For broke students, downtown Edmonton is the best place to find both the greasiest and the cheapest food you will ever eat in your life. On that particular day I wasn’t interested in the suspiciously affordable menu that Denny’s had to offer, my usual haunt when times are desperate. Instead, I shambled a couple blocks down the street until fell upon Marco’s Famous. Famous what, you might ask. Everything, if I were to hazard a guess.
It looked different and slightly less fast-food than McDonald’s, so I figured it was worth a shot. And then I saw something truly beautiful—a sign in the window offering a fifteen per cent discount for students. I ordered. Then I hoovered a gyro and onion rings, feeling satisfied with the three dollars and change that I had saved on the meal.
As I left Marco’s I thought about how other students might find it useful to have a place to turn to after class when looking for a pick-me-up that is the right amount of greasy and affordable. I looked them up on Google and left a review, mentioning the student discount.
A little while later I checked my review. There was a response from the owner, thanking me for my visit and kind words.

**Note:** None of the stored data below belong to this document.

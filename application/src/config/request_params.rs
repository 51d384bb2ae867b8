//! Request parameters: timeouts applied around each backend call.

use std::time::Duration;

/// Default timeout of a single backend request.
pub const DEFAULT_REQUEST_TIMEOUT: Duration = Duration::from_secs(30);

/// Timeouts for the two use cases.
///
/// Each request gets exactly one attempt bounded by its timeout; there is no
/// retry or backoff.
#[derive(Debug, Clone, Copy, PartialEq, Eq)]
pub struct RequestParams {
    /// Timeout of a recommendation request issued on entering the result step.
    pub recommend_timeout: Duration,
    /// Timeout of one chat turn.
    pub chat_timeout: Duration,
}

impl Default for RequestParams {
    fn default() -> Self {
        Self {
            recommend_timeout: DEFAULT_REQUEST_TIMEOUT,
            chat_timeout: DEFAULT_REQUEST_TIMEOUT,
        }
    }
}

impl RequestParams {
    pub fn with_recommend_timeout(mut self, timeout: Duration) -> Self {
        self.recommend_timeout = timeout;
        self
    }

    pub fn with_chat_timeout(mut self, timeout: Duration) -> Self {
        self.chat_timeout = timeout;
        self
    }

    /// Build from second counts as found in config files.
    pub fn from_secs(recommend_secs: u64, chat_secs: u64) -> Self {
        Self {
            recommend_timeout: Duration::from_secs(recommend_secs),
            chat_timeout: Duration::from_secs(chat_secs),
        }
    }
}
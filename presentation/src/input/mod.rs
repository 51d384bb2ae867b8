//! Line input for the interactive loops
//!
//! The wizard and the chat REPL read through [`LineSource`], so the same
//! loop runs against a terminal line editor or a scripted input in tests.

use reedline::{DefaultPrompt, DefaultPromptSegment, Reedline, Signal};
use std::io;

/// One read from the user.
#[derive(Debug, Clone, PartialEq, Eq)]
pub enum Input {
    Line(String),
    /// Ctrl-C
    Interrupted,
    /// Ctrl-D or end of input
    Eof,
}

/// Source of user input lines
pub trait LineSource {
    fn read_line(&mut self) -> io::Result<Input>;
}

/// [`LineSource`] backed by a reedline editor.
///
/// History lives only in memory for the session.
pub struct ReedlineInput {
    editor: Reedline,
    prompt: DefaultPrompt,
}

impl ReedlineInput {
    pub fn new(prompt: &str) -> Self {
        Self {
            editor: Reedline::create(),
            prompt: DefaultPrompt::new(
                DefaultPromptSegment::Basic(prompt.to_string()),
                DefaultPromptSegment::Empty,
            ),
        }
    }
}

impl LineSource for ReedlineInput {
    fn read_line(&mut self) -> io::Result<Input> {
        match self.editor.read_line(&self.prompt)? {
            Signal::Success(line) => Ok(Input::Line(line)),
            Signal::CtrlD => Ok(Input::Eof),
            _ => Ok(Input::Interrupted),
        }
    }
}
//! Tour domain: semantic search over tourist sites.
//!
//! Wire body: `{query, top_k}`.
//! Success payload: `[{title, address, description}, ...]`.

use super::answers::AnswerSet;
use super::card::ResultCard;
use super::domain::Domain;
use super::registry::DomainSpec;
use super::schema::{FieldKind, FieldSpec};
use crate::core::error::DomainError;
use serde::Deserialize;
use serde_json::{Value, json};

const FIELDS: &[FieldSpec] = &[
    FieldSpec {
        name: "query",
        label: "어떤 관광지를 찾고 계신가요?",
        placeholder: Some("바다가 보이는 한적한 곳"),
        kind: FieldKind::Text,
        required: true,
    },
    FieldSpec {
        name: "topK",
        label: "몇 곳을 추천받을까요?",
        placeholder: Some("5"),
        kind: FieldKind::Integer {
            min: 1,
            max: Some(10),
        },
        required: true,
    },
];

pub(crate) static SPEC: DomainSpec = DomainSpec {
    domain: Domain::Tour,
    title: "관광지 검색",
    description: "자유로운 문장으로 찾는 관광지",
    endpoint: "/search/tour",
    fields: FIELDS,
    build_body,
    normalize,
};

fn build_body(answers: &AnswerSet) -> Value {
    json!({
        "query": answers.text("query"),
        "top_k": answers.integer("topK"),
    })
}

#[derive(Debug, Default, Deserialize)]
#[serde(default)]
struct RawSite {
    title: Option<String>,
    address: Option<String>,
    description: Option<String>,
}

fn normalize(payload: Value) -> Result<Vec<ResultCard>, DomainError> {
    if !payload.is_array() {
        return Err(malformed("expected a list of sites"));
    }
    let sites: Vec<RawSite> =
        serde_json::from_value(payload).map_err(|e| malformed(&e.to_string()))?;

    Ok(sites
        .into_iter()
        .map(|site| {
            ResultCard::new(
                site.title.unwrap_or_default(),
                site.description.unwrap_or_default(),
                site.address.unwrap_or_default(),
            )
        })
        .collect())
}

fn malformed(reason: &str) -> DomainError {
    DomainError::MalformedResponse {
        domain: Domain::Tour,
        reason: reason.to_string(),
    }
}

#[cfg(test)]
mod tests {
    use super::*;

    #[test]
    fn test_build_body_uses_snake_case_top_k() {
        let mut answers = AnswerSet::empty(Domain::Tour);
        answers.set("query", "바다가 보이는 카페").unwrap();
        answers.set("topK", "3").unwrap();
        assert_eq!(
            build_body(&answers),
            json!({"query": "바다가 보이는 카페", "top_k": 3})
        );
    }

    #[test]
    fn test_normalize_leaves_secondary_empty() {
        let payload = json!([
            {"title": "경복궁", "address": "서울 종로구 사직로 161", "description": "조선의 법궁"}
        ]);
        let cards = normalize(payload).unwrap();
        assert_eq!(cards[0].title, "경복궁");
        assert_eq!(cards[0].location, "서울 종로구 사직로 161");
        assert!(cards[0].secondary.is_none());
    }

    #[test]
    fn test_null_address_keeps_the_row() {
        let payload = json!([{"title": "경복궁", "address": null, "description": "조선의 법궁"}]);
        let cards = normalize(payload).unwrap();
        assert_eq!(cards.len(), 1);
        assert_eq!(cards[0].location, "");
    }

    #[test]
    fn test_object_payload_is_malformed() {
        let err = normalize(json!({"title": "경복궁"})).unwrap_err();
        assert_eq!(err.kind(), crate::core::error::ErrorKind::MalformedResponse);
    }
}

Now I make a habit of leaving Google reviews whenever I visit a business. I have left reviews for hair studios, restaurants, fast-food chains, even bus stations, and now I’m in the top twenty per cent of Google reviewers (probably just in the Edmonton area). An idle curiosity has become a little side hobby.
I think it’s important that people leave reviews because it is a little like leaving your mark on the wall saying, ‘I was here.’ I was here, I tried the onion rings and they were delicious. I was here, the staff are all kind, and everyone deserves a raise. I was here, I got the best haircut, and the owner is incredibly sweet. I was here and the fish tacos gave me food poisoning, please be advised.
The power of the review cannot be understated, especially when it can be the difference between whether people spend their money at a business or not. You support the mom and pop shops that have been making their recipes with love and care since the dawn of time, the online crafters run by single parents trying to support their families, the young entrepreneur that wants to share their passion with the professional world.
Plus, reviews are fun to write, and even more fun to read when it’s clear that someone is being a Karen and the owner shows up to set the record straight. I like the long-winded reviews that you know come from the heart, whether it be malice or genuinely good intent, because no one spends that much time writing out a mile-long paragraph without being at the very least passionate about what they’re saying. Whether that passion is being used for evil is up to the writer.
I love to review, to know I’ve done something that’s tangible in some way, even if it’s just to warn hungry teenagers away from the McDonald’s on the west side near WEM because it smells like a septic tank erupted in the building. An everyday superhero.